D’ailleurs, si le rythme d’ouvertures se maintient, la barre symbolique des 100 000 points de charge pourrait être atteinte mi-2023. Certes cela représente 18 mois de retard par rapport à l’objectif initial, mais n’oublions pas qu’un certain Covid est passé par là, mettant en standby ou au ralenti de nombreux chantiers pendant plusieurs mois, une inertie amplifiée par la pénurie de composants.

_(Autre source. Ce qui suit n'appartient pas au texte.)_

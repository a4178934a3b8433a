//! Keyed list mutations shared by both pagination engines.
//!
//! Every primitive locates items through a caller-supplied key extractor and
//! never relies on identity. Lookups act on the first matching item only.

use std::{collections::HashSet, hash::Hash};

use derive_more::derive::{Deref, From};

/// Ordered list of items with keyed mutation primitives.
///
/// # Methods
///
/// - `prepend` / `append`: insert unconditionally at the head / tail.
/// - `merge`: append only the items whose key is not present yet.
/// - `insert_after`: insert right after the item with the target key, or at the tail.
/// - `insert_after_group`: insert after the contiguous group that starts at the target key.
/// - `remove`: drop the item with the target key.
/// - `update`: replace the item with the target key by `updater(item)`.
#[derive(Debug, Clone, PartialEq, Eq, Deref, From)]
pub struct KeyedList<T> {
    items: Vec<T>,
}

impl<T> Default for KeyedList<T> {
    fn default() -> Self {
        Self { items: Vec::new() }
    }
}

impl<T> KeyedList<T> {
    pub fn new() -> Self {
        Self::default()
    }

    pub fn into_vec(self) -> Vec<T> {
        self.items
    }

    pub fn clear(&mut self) {
        self.items.clear();
    }

    /// Replaces the whole list, dropping the previous items.
    pub fn replace(&mut self, items: Vec<T>) {
        self.items = items;
    }

    /// Appends every item unconditionally.
    pub fn extend(&mut self, items: impl IntoIterator<Item = T>) {
        self.items.extend(items);
    }

    #[inline]
    pub fn prepend(&mut self, item: T) {
        self.items.insert(0, item);
    }

    #[inline]
    pub fn append(&mut self, item: T) {
        self.items.push(item);
    }

    /// Appends the items of `new_items` whose key is not already present.
    ///
    /// Existing items are never overwritten, and duplicates inside
    /// `new_items` are collapsed to their first occurrence. Returns the number
    /// of items actually added.
    pub fn merge<K, F>(&mut self, new_items: impl IntoIterator<Item = T>, key_fn: F) -> usize
    where
        K: Eq + Hash,
        F: Fn(&T) -> K,
    {
        let mut seen: HashSet<K> = self.items.iter().map(&key_fn).collect();
        let before = self.items.len();

        for item in new_items {
            if seen.insert(key_fn(&item)) {
                self.items.push(item);
            }
        }

        self.items.len() - before
    }

    pub fn insert_after<K, F>(&mut self, item: T, target_key: &K, key_fn: F)
    where
        K: PartialEq,
        F: Fn(&T) -> K,
    {
        match self.position(target_key, key_fn) {
            Some(index) => self.items.insert(index + 1, item),
            None => self.items.push(item),
        }
    }

    /// Inserts `item` after the group that starts at `target_key`.
    ///
    /// The group runs from the item after the target up to and including the
    /// first item for which `is_group_end` holds, or to the end of the list.
    /// Appends when the target is absent.
    pub fn insert_after_group<K, F, G>(&mut self, item: T, target_key: &K, key_fn: F, is_group_end: G)
    where
        K: PartialEq,
        F: Fn(&T) -> K,
        G: Fn(&T) -> bool,
    {
        let Some(target) = self.position(target_key, key_fn) else {
            self.items.push(item);
            return;
        };

        // Right after the group terminator, or the tail.
        let insert_at = self.items[target + 1..]
            .iter()
            .position(&is_group_end)
            .map_or(self.items.len(), |offset| target + offset + 2);

        self.items.insert(insert_at, item);
    }

    /// Removes the first item with `target_key`, returning it.
    pub fn remove<K, F>(&mut self, target_key: &K, key_fn: F) -> Option<T>
    where
        K: PartialEq,
        F: Fn(&T) -> K,
    {
        self.position(target_key, key_fn)
            .map(|index| self.items.remove(index))
    }

    /// Replaces the first item with `target_key` by `updater(item)`.
    /// Returns whether an item was found.
    pub fn update<K, F, U>(&mut self, target_key: &K, key_fn: F, updater: U) -> bool
    where
        K: PartialEq,
        F: Fn(&T) -> K,
        U: FnOnce(T) -> T,
    {
        let Some(index) = self.position(target_key, key_fn) else {
            return false;
        };

        // Move the item out through the tail so no placeholder value is needed.
        let item = self.items.swap_remove(index);
        self.items.push(updater(item));
        let last = self.items.len() - 1;
        self.items.swap(index, last);

        true
    }

    fn position<K, F>(&self, target_key: &K, key_fn: F) -> Option<usize>
    where
        K: PartialEq,
        F: Fn(&T) -> K,
    {
        self.items.iter().position(|item| key_fn(item) == *target_key)
    }
}

impl<T> FromIterator<T> for KeyedList<T> {
    fn from_iter<I: IntoIterator<Item = T>>(iter: I) -> Self {
        Self {
            items: iter.into_iter().collect(),
        }
    }
}

// region:    --- Tests


// endregion: --- Tests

Cela étant, la croissance du déploiement des points de charge n’a fait que s’amplifier au cours des deux dernières années puisqu’il s’en est ouvert autant durant les 3 premiers trimestres de 2022 qu’au cours des 5 années précédentes. Des chiffres encourageants qui devraient rassurer ceux qui sont tentés par l’électrique mais qui hésitent encore à franchir le pas par crainte d’une infrastructure insuffisante.
Il va falloir accélérer encore très fort
Pourtant, si l’on se projette dans un futur assez proche, comme par exemple l’horizon 2035, date marquant la fin de la commercialisation des voitures thermiques en Europe, les énergéticiens et les opérateurs de réseaux de recharge vont devoir encore cravacher pour fournir assez de jus et de stations de recharge pour satisfaire la demande. Si l’on considère qu’à mi-2023 on aura atteint 100 000 points de charge pour un parc d’un peu plus d’1 million de véhicules électriques et hybrides rechargeables en France, soit un point de charge pour 10 véhicules, ce qui est toujours considéré comme insuffisant, il faudrait au minimum que le réseau dispose d’1,5 million de points de charge en 2035, puisque les prévisions font état de 15 millions de voitures électriques sur les routes à cette date.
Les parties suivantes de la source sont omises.